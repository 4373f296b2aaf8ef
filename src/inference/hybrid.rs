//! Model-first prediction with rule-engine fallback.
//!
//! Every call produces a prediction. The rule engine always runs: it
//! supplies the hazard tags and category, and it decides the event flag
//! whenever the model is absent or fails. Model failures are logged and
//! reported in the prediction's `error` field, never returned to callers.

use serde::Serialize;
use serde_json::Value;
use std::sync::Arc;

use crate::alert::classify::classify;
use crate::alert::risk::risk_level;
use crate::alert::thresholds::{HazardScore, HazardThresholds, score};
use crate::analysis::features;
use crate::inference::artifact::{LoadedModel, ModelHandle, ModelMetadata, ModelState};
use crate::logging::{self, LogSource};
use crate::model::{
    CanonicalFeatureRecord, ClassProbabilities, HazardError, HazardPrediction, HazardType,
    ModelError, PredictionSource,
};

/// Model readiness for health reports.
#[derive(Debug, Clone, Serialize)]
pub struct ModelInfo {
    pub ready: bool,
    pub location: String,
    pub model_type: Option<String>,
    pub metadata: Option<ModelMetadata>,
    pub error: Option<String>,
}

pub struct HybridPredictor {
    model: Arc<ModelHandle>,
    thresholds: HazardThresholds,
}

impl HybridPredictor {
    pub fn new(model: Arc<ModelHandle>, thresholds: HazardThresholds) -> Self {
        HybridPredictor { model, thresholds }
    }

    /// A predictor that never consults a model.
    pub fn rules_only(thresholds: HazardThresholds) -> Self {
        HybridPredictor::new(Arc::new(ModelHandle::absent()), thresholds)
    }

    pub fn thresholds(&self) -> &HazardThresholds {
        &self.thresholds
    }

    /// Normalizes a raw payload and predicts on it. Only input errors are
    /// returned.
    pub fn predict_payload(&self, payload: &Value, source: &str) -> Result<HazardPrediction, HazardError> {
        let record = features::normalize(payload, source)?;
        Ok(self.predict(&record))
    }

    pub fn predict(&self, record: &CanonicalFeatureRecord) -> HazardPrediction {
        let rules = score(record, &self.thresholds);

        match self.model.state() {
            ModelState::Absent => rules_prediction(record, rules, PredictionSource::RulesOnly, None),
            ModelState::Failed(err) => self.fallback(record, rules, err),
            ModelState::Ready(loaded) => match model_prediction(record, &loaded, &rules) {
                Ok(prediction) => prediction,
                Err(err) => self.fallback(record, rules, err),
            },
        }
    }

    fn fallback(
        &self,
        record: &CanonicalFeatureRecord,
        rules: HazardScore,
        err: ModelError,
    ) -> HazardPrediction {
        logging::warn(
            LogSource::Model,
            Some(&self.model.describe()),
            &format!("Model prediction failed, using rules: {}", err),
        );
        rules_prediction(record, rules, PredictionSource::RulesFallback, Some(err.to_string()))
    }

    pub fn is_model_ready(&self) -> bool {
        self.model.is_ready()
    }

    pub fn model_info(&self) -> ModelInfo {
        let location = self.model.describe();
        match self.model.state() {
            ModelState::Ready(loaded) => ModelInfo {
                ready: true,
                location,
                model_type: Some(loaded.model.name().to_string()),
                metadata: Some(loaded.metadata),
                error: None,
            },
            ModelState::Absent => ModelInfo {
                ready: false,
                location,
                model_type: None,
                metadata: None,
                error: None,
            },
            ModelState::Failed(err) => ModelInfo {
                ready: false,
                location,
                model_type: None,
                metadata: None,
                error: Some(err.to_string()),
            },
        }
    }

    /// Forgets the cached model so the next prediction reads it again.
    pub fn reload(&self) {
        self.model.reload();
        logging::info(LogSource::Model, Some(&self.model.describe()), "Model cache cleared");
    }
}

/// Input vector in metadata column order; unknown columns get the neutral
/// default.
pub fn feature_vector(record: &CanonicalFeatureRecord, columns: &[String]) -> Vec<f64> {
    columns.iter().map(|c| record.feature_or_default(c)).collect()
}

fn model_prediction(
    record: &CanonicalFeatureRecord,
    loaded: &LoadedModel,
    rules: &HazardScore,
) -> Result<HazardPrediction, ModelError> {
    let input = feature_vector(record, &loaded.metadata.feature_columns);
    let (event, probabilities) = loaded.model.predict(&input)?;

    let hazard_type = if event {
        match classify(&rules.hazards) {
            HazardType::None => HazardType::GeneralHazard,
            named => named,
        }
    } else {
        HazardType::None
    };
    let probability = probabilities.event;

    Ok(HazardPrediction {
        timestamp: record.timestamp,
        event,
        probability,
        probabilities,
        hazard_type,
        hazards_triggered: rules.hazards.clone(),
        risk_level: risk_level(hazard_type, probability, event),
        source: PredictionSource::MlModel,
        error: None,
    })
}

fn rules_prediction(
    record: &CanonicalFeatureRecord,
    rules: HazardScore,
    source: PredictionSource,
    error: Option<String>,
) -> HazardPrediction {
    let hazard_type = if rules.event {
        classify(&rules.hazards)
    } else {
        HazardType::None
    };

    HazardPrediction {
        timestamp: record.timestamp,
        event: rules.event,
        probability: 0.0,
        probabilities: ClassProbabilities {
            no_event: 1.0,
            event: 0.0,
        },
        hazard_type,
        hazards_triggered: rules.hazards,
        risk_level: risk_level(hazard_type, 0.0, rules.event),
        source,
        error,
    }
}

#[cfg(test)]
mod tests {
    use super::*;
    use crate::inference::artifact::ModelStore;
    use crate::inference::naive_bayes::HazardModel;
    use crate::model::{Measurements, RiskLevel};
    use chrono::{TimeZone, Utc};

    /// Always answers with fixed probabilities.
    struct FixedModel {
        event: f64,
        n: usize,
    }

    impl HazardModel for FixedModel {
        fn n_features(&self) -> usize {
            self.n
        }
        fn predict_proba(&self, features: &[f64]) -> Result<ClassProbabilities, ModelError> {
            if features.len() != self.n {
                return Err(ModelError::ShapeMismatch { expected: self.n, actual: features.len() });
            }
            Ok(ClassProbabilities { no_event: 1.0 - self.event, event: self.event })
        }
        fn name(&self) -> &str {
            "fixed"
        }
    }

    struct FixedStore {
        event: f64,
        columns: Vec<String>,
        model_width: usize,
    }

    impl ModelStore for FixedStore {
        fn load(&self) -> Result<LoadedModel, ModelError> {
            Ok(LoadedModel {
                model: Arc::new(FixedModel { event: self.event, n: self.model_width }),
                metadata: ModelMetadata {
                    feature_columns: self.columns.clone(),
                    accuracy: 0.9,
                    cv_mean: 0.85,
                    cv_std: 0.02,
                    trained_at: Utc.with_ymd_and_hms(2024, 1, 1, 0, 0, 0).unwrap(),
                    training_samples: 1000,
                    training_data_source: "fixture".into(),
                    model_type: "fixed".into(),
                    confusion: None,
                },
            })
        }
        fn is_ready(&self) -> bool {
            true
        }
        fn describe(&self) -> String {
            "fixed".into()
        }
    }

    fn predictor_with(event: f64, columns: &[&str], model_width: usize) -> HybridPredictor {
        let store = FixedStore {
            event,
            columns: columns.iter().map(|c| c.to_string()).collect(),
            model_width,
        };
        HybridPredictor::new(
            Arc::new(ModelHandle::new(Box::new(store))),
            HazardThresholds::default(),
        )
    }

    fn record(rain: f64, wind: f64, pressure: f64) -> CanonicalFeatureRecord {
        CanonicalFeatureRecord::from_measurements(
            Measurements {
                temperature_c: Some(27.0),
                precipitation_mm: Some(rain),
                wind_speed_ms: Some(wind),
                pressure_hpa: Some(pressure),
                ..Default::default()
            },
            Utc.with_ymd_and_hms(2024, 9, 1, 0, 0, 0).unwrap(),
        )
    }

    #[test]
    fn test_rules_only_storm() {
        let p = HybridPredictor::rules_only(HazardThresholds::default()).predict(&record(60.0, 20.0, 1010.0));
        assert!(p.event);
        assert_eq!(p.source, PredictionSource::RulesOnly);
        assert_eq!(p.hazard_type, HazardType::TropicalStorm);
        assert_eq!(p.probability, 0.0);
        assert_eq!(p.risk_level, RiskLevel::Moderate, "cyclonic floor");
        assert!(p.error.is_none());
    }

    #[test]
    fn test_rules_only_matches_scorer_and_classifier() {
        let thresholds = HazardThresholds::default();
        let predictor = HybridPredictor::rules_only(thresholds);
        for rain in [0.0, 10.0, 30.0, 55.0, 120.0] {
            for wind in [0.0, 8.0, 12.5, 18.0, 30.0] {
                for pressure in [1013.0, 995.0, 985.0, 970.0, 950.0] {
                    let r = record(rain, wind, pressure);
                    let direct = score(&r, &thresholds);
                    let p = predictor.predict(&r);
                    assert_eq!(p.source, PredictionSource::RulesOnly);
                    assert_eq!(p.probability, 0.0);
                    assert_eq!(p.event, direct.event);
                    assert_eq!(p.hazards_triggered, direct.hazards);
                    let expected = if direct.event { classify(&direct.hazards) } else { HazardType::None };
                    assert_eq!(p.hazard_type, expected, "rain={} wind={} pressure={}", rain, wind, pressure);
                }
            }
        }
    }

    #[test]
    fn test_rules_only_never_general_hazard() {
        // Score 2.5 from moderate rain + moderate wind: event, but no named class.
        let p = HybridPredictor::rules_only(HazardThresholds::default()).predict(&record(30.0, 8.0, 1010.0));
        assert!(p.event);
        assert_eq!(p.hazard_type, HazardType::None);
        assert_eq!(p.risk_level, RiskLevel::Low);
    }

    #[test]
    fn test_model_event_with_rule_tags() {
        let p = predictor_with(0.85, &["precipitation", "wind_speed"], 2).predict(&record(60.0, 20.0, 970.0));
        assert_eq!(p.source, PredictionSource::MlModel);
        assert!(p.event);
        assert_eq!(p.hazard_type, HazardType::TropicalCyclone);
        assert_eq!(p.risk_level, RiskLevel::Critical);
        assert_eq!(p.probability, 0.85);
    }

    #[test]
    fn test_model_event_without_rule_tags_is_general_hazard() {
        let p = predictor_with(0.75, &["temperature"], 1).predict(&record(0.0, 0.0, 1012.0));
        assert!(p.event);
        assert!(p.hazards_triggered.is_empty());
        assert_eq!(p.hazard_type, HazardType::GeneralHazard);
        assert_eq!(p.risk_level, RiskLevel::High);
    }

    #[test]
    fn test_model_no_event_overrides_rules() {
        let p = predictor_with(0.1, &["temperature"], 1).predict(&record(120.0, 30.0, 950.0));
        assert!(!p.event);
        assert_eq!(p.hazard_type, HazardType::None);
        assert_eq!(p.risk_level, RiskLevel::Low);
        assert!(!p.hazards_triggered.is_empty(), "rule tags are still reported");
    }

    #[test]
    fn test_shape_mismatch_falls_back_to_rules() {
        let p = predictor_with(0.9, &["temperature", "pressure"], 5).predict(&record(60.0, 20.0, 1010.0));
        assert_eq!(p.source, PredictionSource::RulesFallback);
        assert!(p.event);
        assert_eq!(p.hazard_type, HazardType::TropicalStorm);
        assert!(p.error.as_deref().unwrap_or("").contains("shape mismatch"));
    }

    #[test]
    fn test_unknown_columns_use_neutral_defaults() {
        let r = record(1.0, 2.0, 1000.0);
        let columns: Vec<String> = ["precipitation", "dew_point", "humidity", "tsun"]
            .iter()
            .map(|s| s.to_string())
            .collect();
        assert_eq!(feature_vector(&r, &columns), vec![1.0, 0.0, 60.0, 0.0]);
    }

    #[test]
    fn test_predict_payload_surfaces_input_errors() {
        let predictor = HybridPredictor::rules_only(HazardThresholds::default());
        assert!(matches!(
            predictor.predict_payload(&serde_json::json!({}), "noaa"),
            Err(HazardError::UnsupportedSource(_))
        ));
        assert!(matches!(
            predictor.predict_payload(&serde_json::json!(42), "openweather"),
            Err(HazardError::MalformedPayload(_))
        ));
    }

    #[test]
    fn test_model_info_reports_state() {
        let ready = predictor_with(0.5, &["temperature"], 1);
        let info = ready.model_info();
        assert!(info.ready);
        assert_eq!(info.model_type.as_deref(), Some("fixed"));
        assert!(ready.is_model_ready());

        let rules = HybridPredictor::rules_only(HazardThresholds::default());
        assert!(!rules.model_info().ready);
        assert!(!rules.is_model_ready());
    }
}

+--

Work instructions →
After locating the line with "let r = record(rain, wind, pressure);" above, return that line and every later line through the one with "assert_eq!(p.hazards_triggered, direct.hazards);", word for word and with nothing else.

Expected answer →
                    let r = record(rain, wind, pressure);
                    let direct = score(&r, &thresholds);
                    let p = predictor.predict(&r);
                    assert_eq!(p.source, PredictionSource::RulesOnly);
                    assert_eq!(p.probability, 0.0);
                    assert_eq!(p.event, direct.event);
                    assert_eq!(p.hazards_triggered, direct.hazards);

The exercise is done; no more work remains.